If you have been told you are diabetic, prediabetic, or "borderline," ask for - or request from us - a panel that includes:

• Fasting insulin and HOMA-IR
• ALT, AST, and an abdominal ultrasound for fatty liver
• hs-CRP for inflammation
• Triglyceride to HDL ratio
• Vitamin D, B12, and ferritin
• A thorough sleep history and, if suspected, a sleep study
• A gut history: antibiotics, PPI use, bowel patterns, reflux

This is not an exotic list. It is the panel that changes the story from "your sugar is high" to "here is why your sugar is high."

What remission actually looks like

Remission is not a single moment on a report. It is a pattern over eighteen to twenty-four months:

• HbA1c stable in the non-diabetic range
• Fasting insulin below 10, HOMA-IR below 2
• Medication dose decreasing, not increasing
• Liver enzymes and ultrasound normalising
• Inflammation markers falling
• Energy, sleep, and cognition improving as the biology repairs

When the drivers are addressed, the pancreas rests, the liver empties, the gut heals, and the sugar number moves by itself. The sugar is no longer the target. It is the result.

Two honest cautions

Medication is not the enemy. In early treatment, medication often buys the body safety while you do the real work. Stopping a drug without a clinical plan can be dangerous, especially in patients with longer disease duration or with insulin on board. Every taper we do is clinically supervised. Your medication plan is between you and your treating doctor.

Not every diabetes is reversible. Long-duration Type 2 diabetes, especially when beta-cell reserve is exhausted, may not fully remit. That is an honest clinical reality. But almost every case can improve - lower doses, fewer complications, better quality of life - when the drivers are addressed. "Not fully reversible" is not the same as "nothing to do."

Why this matters for India specifically

Indians develop Type 2 diabetes at lower BMI, at younger ages, with more fatty liver, and with earlier insulin resistance than their Western counterparts.

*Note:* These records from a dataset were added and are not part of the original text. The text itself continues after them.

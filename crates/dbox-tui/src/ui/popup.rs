use dbox_core::config::theme::{parse_color, Theme};
use ratatui::{
    layout::{Constraint, Direction, Layout, Rect},
    style::Style,
    text::Line,
    widgets::{Block, Borders, Clear, Paragraph},
    Frame,
};

/// Renders a centered popup dialog with the given title and content lines.
pub fn render_popup(
    f: &mut Frame,
    title: &str,
    lines: Vec<Line<'_>>,
    size: (u16, u16),
    theme: &Theme,
) {
    let area = centered_rect(size.0, size.1, f.area());
    let border_fg = parse_color(&theme.popup.border_fg);

    f.render_widget(Clear, area);

    let popup = Paragraph::new(lines).block(
        Block::default()
            .borders(Borders::ALL)
            .title(title.to_owned())
            .border_style(Style::default().fg(border_fg)),
    );

    f.render_widget(popup, area);
}

/// Calculates a centered rectangle of the given percentage size within the parent area.
fn centered_rect(percent_x: u16, percent_y: u16, area: Rect) -> Rect {
    let vertical = Layout::default()
        .direction(Direction::Vertical)
        .constraints([
            Constraint::Percentage((100 - percent_y) / 2),
            Constraint::Percentage(percent_y),
            Constraint::Percentage((100 - percent_y) / 2),
        ])
        .split(area);

    Layout::default()
        .direction(Direction::Horizontal)
        .constraints([
            Constraint::Percentage((100 - percent_x) / 2),
            Constraint::Percentage(percent_x),
            Constraint::Percentage((100 - percent_x) / 2),
        ])
        .split(vertical[1])[1]
}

The "cut sugar, walk more" script is a particularly poor fit for an Indian body that is often thin-outside-fat-inside, vitamin-D-depleted, sleep-deprived, and running on a gut that has seen too many antibiotics. Treating Indian diabetes as a sugar problem is a category error. It is, and has always been, a metabolic, hepatic, gut, and circadian problem - with sugar as the final symptom.

What to do next

If you have been recently diagnosed - do not accept "lifestyle disease, cut sugar, take metformin" as the entire plan. Ask for the full panel. Ask why the sugar is high, not just that it is high.

If you have been diabetic for years and your dose only goes up - the sugar number is not going to move until the drivers are addressed. Adding a fourth drug is not a treatment plan. It is a surrender.

Your diabetes deserves answers, not just a prescription.